- Task description -
Repeat, please, only the lines from the top of the data down to the line with "the wire spelling."; include both of those lines.

Dataset entries:
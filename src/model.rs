// Boat catalog data model
//
// Records travel in the data service's field naming (`Price__c`,
// `Geolocation__Latitude__s`, ...). Serde renames map them onto Rust names so
// the rest of the crate never sees the wire spelling.

use serde::{Deserialize, Serialize};

/// Label of the sentinel option that clears the type filter
pub const ALL_TYPES_LABEL: &str = "All Types";

/// Value of the sentinel option: the empty string means "all types"
pub const ALL_TYPES_VALUE: &str = "";

/// A selectable boat category
#[derive(Debug, Clone, PartialEq, Eq, Serialize, Deserialize)]
pub struct BoatType {
    #[serde(rename = "Id")]
    pub id: String,
    #[serde(rename = "Name")]
    pub name: String,
}

impl BoatType {
    pub fn new(id: impl Into<String>, name: impl Into<String>) -> Self {
        Self {
            id: id.into(),
            name: name.into(),
        }
    }
}

/// One catalog row as returned by the data service
#[derive(Debug, Clone, PartialEq, Default, Serialize, Deserialize)]
pub struct BoatRecord {
    #[serde(rename = "Id")]
    pub id: String,
    #[serde(rename = "Name", default)]
    pub name: String,
    #[serde(rename = "Length__c", default)]
    pub length: Option<f64>,
    #[serde(rename = "Price__c", default)]
    pub price: Option<f64>,
    #[serde(rename = "Description__c", default)]
    pub description: Option<String>,
    #[serde(rename = "Picture__c", default)]
    pub picture_url: Option<String>,
    #[serde(rename = "Geolocation__Latitude__s", default)]
    pub latitude: Option<f64>,
    #[serde(rename = "Geolocation__Longitude__s", default)]
    pub longitude: Option<f64>,
}

impl BoatRecord {
    pub fn new(id: impl Into<String>, name: impl Into<String>) -> Self {
        Self {
            id: id.into(),
            name: name.into(),
            ..Default::default()
        }
    }
}

/// Active search filter
///
/// `None` and `Some("")` both mean "all types".
#[derive(Debug, Clone, PartialEq, Eq, Default)]
pub struct FilterState {
    pub selected_type_id: Option<String>,
}

impl FilterState {
    /// The value sent to the data service ("" when unfiltered)
    pub fn boat_type_id(&self) -> &str {
        self.selected_type_id.as_deref().unwrap_or(ALL_TYPES_VALUE)
    }

    pub fn is_all_types(&self) -> bool {
        self.boat_type_id().is_empty()
    }
}

/// A partial row edit: the Id plus whichever editable columns changed
#[derive(Debug, Clone, PartialEq, Default, Serialize, Deserialize)]
pub struct RowEdit {
    #[serde(rename = "Id")]
    pub id: String,
    #[serde(rename = "Name", default, skip_serializing_if = "Option::is_none")]
    pub name: Option<String>,
    #[serde(rename = "Length__c", default, skip_serializing_if = "Option::is_none")]
    pub length: Option<f64>,
    #[serde(rename = "Price__c", default, skip_serializing_if = "Option::is_none")]
    pub price: Option<f64>,
    #[serde(
        rename = "Description__c",
        default,
        skip_serializing_if = "Option::is_none"
    )]
    pub description: Option<String>,
}

impl RowEdit {
    pub fn new(id: impl Into<String>) -> Self {
        Self {
            id: id.into(),
            ..Default::default()
        }
    }

    #[cfg(test)]
    pub fn with_name(mut self, name: impl Into<String>) -> Self {
        self.name = Some(name.into());
        self
    }

    pub fn with_length(mut self, length: f64) -> Self {
        self.length = Some(length);
        self
    }

    pub fn with_price(mut self, price: f64) -> Self {
        self.price = Some(price);
        self
    }

    /// Fold a later edit of the same row into this one (later fields win)
    pub fn merge(&mut self, later: RowEdit) {
        debug_assert_eq!(self.id, later.id);
        if later.name.is_some() {
            self.name = later.name;
        }
        if later.length.is_some() {
            self.length = later.length;
        }
        if later.price.is_some() {
            self.price = later.price;
        }
        if later.description.is_some() {
            self.description = later.description;
        }
    }

    /// Write the edited fields onto a full record
    pub fn apply_to(&self, record: &mut BoatRecord) {
        if let Some(name) = &self.name {
            record.name = name.clone();
        }
        if let Some(length) = self.length {
            record.length = Some(length);
        }
        if let Some(price) = self.price {
            record.price = Some(price);
        }
        if let Some(description) = &self.description {
            record.description = Some(description.clone());
        }
    }
}

/// Edited rows submitted together in one save
///
/// Serializes as `{"data": [...]}`, the update entrypoint's request shape.
#[derive(Debug, Clone, PartialEq, Default, Serialize, Deserialize)]
pub struct RowEditBatch {
    pub data: Vec<RowEdit>,
}

impl RowEditBatch {
    /// Build a batch keyed by Id: repeated edits of one row are merged,
    /// first-seen order is kept.
    pub fn from_edits(edits: impl IntoIterator<Item = RowEdit>) -> Self {
        let mut data: Vec<RowEdit> = Vec::new();
        for edit in edits {
            merge_edit(&mut data, edit);
        }
        Self { data }
    }

    pub fn is_empty(&self) -> bool {
        self.data.is_empty()
    }

    pub fn len(&self) -> usize {
        self.data.len()
    }

    pub fn ids(&self) -> impl Iterator<Item = &str> {
        self.data.iter().map(|edit| edit.id.as_str())
    }
}

/// Merge an edit into a list keyed by Id
pub fn merge_edit(edits: &mut Vec<RowEdit>, edit: RowEdit) {
    match edits.iter_mut().find(|existing| existing.id == edit.id) {
        Some(existing) => existing.merge(edit),
        None => edits.push(edit),
    }
}

/// A point of interest on the near-me map
#[derive(Debug, Clone, PartialEq, Serialize, Deserialize)]
pub struct MapMarker {
    pub latitude: f64,
    pub longitude: f64,
    pub title: String,
    #[serde(default, skip_serializing_if = "Option::is_none")]
    pub icon: Option<String>,
}

/// One entry of the type filter drop-down
#[derive(Debug, Clone, PartialEq, Eq, Serialize, Deserialize)]
pub struct SearchOption {
    pub label: String,
    pub value: String,
}

impl SearchOption {
    pub fn new(label: impl Into<String>, value: impl Into<String>) -> Self {
        Self {
            label: label.into(),
            value: value.into(),
        }
    }

    /// The "All Types" sentinel option
    pub fn all_types() -> Self {
        Self::new(ALL_TYPES_LABEL, ALL_TYPES_VALUE)
    }
}

#[derive(Debug, Clone, Copy, PartialEq, Eq)]
pub enum ColumnKind {
    Text,
    Currency,
}

/// Results table column
#[derive(Debug, Clone, Copy, PartialEq, Eq)]
pub struct Column {
    pub label: &'static str,
    pub field_name: &'static str,
    pub kind: ColumnKind,
    pub editable: bool,
}

pub const BOAT_COLUMNS: [Column; 4] = [
    Column {
        label: "Name",
        field_name: "Name",
        kind: ColumnKind::Text,
        editable: true,
    },
    Column {
        label: "Length",
        field_name: "Length__c",
        kind: ColumnKind::Text,
        editable: true,
    },
    Column {
        label: "Price",
        field_name: "Price__c",
        kind: ColumnKind::Currency,
        editable: true,
    },
    Column {
        label: "Description",
        field_name: "Description__c",
        kind: ColumnKind::Text,
        editable: true,
    },
];

impl Column {
    /// Display value of this column for a record
    pub fn display(&self, boat: &BoatRecord) -> String {
        match self.field_name {
            "Name" => boat.name.clone(),
            "Length__c" => boat.length.map(|l| format!("{l}")).unwrap_or_default(),
            "Price__c" => boat
                .price
                .map(|p| match self.kind {
                    ColumnKind::Currency => format!("${p:.2}"),
                    ColumnKind::Text => format!("{p}"),
                })
                .unwrap_or_default(),
            "Description__c" => boat.description.clone().unwrap_or_default(),
            _ => String::new(),
        }
    }
}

- Your solution -
filename src/model.rs
// Boat catalog data model
//
// Records travel in the data service's field naming (`Price__c`,
// `Geolocation__Latitude__s`, ...). Serde renames map them onto Rust names so
// the rest of the crate never sees the wire spelling.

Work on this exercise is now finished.